Hall of Famers
While conducting market research for one of my clients, I landed on the IEEE website. I found the usual links to the IEEE Spectrum, various steering committees and upcoming exhibitions. I also stumbled onto an interesting link to an item with the moniker "Microwave Hall of Fame."
Humankind, which includes me, has a primal fascination with those who have achieved excellence, fame or notoriety in their field. So much so, we replicate their images with statues, photographs and portraits. Furthermore, we name roads, schools and buildings in their honor. And in some cases, we form hall of fame museums to commemorate their body of work.
I know (or have known) several people whose accomplishments are acknowledged by public monuments. My close childhood friend, Richard Davis, is memorialized by the Richard W. Davis Advanced Laser Facility at Kirkland Air Force Base, dedicated after he died suddenly in 2001. As teenagers, we played strategy games from Avalon Hill. It may have been the sessions when we played their board game Gettysburg (which he always won) that motivated him to go on to become a prominent general in the Air Force. And the statue of Big Joe Burrell, holding his saxophone, depicts the only person I have known who has been bestowed such an honor. It is located on Church Street in Burlington, Vermont.
Some may argue that the Rock and Roll Hall of Fame is the most famous of the hall of fame museums. But, for me, the National Baseball Hall of Fame is foremost. It is housed in a building located in the small idyllic upstate New York town of Cooperstown, founded by the father of Last of the Mohicans author, James Fenimore Cooper. Mr. Cooper is not in the baseball hall of fame, but he is in the New York Writer’s Hall of Fame.

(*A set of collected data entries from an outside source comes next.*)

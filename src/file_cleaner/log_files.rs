use chrono::{DateTime, Utc};
use lazy_static::lazy_static;
use regex::Regex;
use std::path::Path;

use super::classifier::context::{is_within, normalize};
use super::types::{Category, Classification, FileRecord};

pub const LARGE_LOG_BYTES: u64 = 10 * 1024 * 1024;
const ACTIVE_WINDOW_SECS: i64 = 3600;

pub const ERROR_LOGS: &str = "error_logs";
pub const SYSTEM_LOGS: &str = "system_logs";
pub const LARGE_LOGS: &str = "large_logs";
pub const OLD_LOGS: &str = "old_logs";
pub const APPLICATION_LOGS: &str = "application_logs";

pub const LOG_LABELS: [&str; 5] = [ERROR_LOGS, SYSTEM_LOGS, LARGE_LOGS, OLD_LOGS, APPLICATION_LOGS];
pub const DEFAULT_LOG_CLEAN: [&str; 2] = [OLD_LOGS, LARGE_LOGS];

lazy_static! {
    static ref LOG_NAME: Regex = Regex::new(r"(?i)log|trace|debug|error|warn").unwrap();
    static ref ERROR_NAME: Regex = Regex::new(r"(?i)err|exception|crash|dump").unwrap();
    static ref ACTIVE_NAME: Regex = Regex::new(r"(?i)current|today|latest|active").unwrap();
}

/// `.log`/`.trace` files, anything named like a log, or anything inside a log directory.
pub fn is_log_file(record: &FileRecord) -> bool {
    if matches!(record.extension.as_str(), ".log" | ".trace") {
        return true;
    }
    if LOG_NAME.is_match(&record.name) {
        return true;
    }
    record
        .parent_dir
        .file_name()
        .map(|name| name.to_string_lossy().to_lowercase().contains("log"))
        .unwrap_or(false)
}

/// Recently written or named as the live log. These are truncated, never removed.
pub fn is_active_log(record: &FileRecord, now: DateTime<Utc>) -> bool {
    if now.signed_duration_since(record.modified).num_seconds() < ACTIVE_WINDOW_SECS {
        return true;
    }
    ACTIVE_NAME.is_match(&record.name)
}

#[derive(Debug, Clone)]
pub struct LogLayout {
    system_root: String,
    max_age_days: f64,
}

impl LogLayout {
    pub fn new(system_root: &Path, max_age_days: u32) -> Self {
        Self {
            system_root: normalize(&system_root.to_string_lossy())
                .trim_end_matches('/')
                .to_string(),
            max_age_days: f64::from(max_age_days),
        }
    }

    pub fn is_candidate(&self, record: &FileRecord) -> bool {
        is_log_file(record) && (self.is_old(record) || record.size >= LARGE_LOG_BYTES)
    }

    fn is_old(&self, record: &FileRecord) -> bool {
        record.age_days() >= self.max_age_days
    }

    pub fn label(&self, record: &FileRecord) -> &'static str {
        if ERROR_NAME.is_match(&record.name) {
            return ERROR_LOGS;
        }
        if is_within(&normalize(&record.path.to_string_lossy()), &self.system_root) {
            return SYSTEM_LOGS;
        }
        match (record.size >= LARGE_LOG_BYTES, self.is_old(record)) {
            (true, true) => LARGE_LOGS,
            (false, true) => OLD_LOGS,
            _ => APPLICATION_LOGS,
        }
    }

    pub fn hint(&self, base: Classification) -> Classification {
        base.with_location_hint(Category::Log)
    }
}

At the National Baseball Hall of Fame, there are plaques with names of luminaries such as George Herman (Babe) Ruth, Ty Cobb, Sandy Koufax and Roberto Clemente. Each plaque names the baseball team played for and a brief summary of the player's accomplishments. And, just like the IEEE, there is a section celebrating the contributions of women to the genre.
However, the Microwave Hall of Fame has an actual woman inductee, Hedwig Keisler Markey. I do not know why there is only one female. I can think of several women who deserve to be recognized for their contributions to the field. Nevertheless, Ms. Keisler is recognized for her achievement, and her story is remarkable.
I have known at least three members of the Microwave Hall of Fame. While at Hughes Aircraft Company in California, I worked closely with Dr. C. P. Wen. His significant contribution to our craft is the coplanar waveguide. Once on a plane ride to Minneapolis, he explained to me how the abbreviation of his invention came to match his initials. I met Eric Strid when his start-up company was outfitting the Hughes GaAs facility with wafer probing equipment. And I met Ray Pengelly when he visited the Cobham GaAs operation in Blacksburg, Virginia.
I did not know Hedwig Keisler (Markey was her married name at the time) but wish I had. Her beautiful photo looks out of place with those of C. P. Wen, Eric Strid, Georg Simon Ohm and the other luminaries who co-share her presence in the Microwave Hall of Fame. This is because Ms. Keisler was also the glamorous movie actress Hedy Lamarr. Yes, the same Hedy Lamarr who was the Austrian born movie star of the 1930s, 40s and 50s. But she did not define herself as an actress. She was an inventor. She is also an inductee into the National Inventor’s Hall of Fame.
Her patent "Secret Communication System" (Patent 2292387) describes the technique of frequency hopping. She and her co-inventor, George Antheil, developed the technique during World War II in order to provide the Allies a method to avoid the jamming of radio controlled torpedoes. She did not profit from her invention, as it was not implemented by the Navy. But, the rest is history, because the invention became the basis of spread-spectrum communication technology, now ubiquitous in all of wireless communications.
But this in-depth research I have conducted, although compelling, has nothing to do with the work I have been hired for by my client. They – a she – have hired me to find some sponsors for her innovation, to gain traction in the marketplace and realize a significant financial reward. A hall of fame induction would be nice also. So I better get back to work and help her do just that.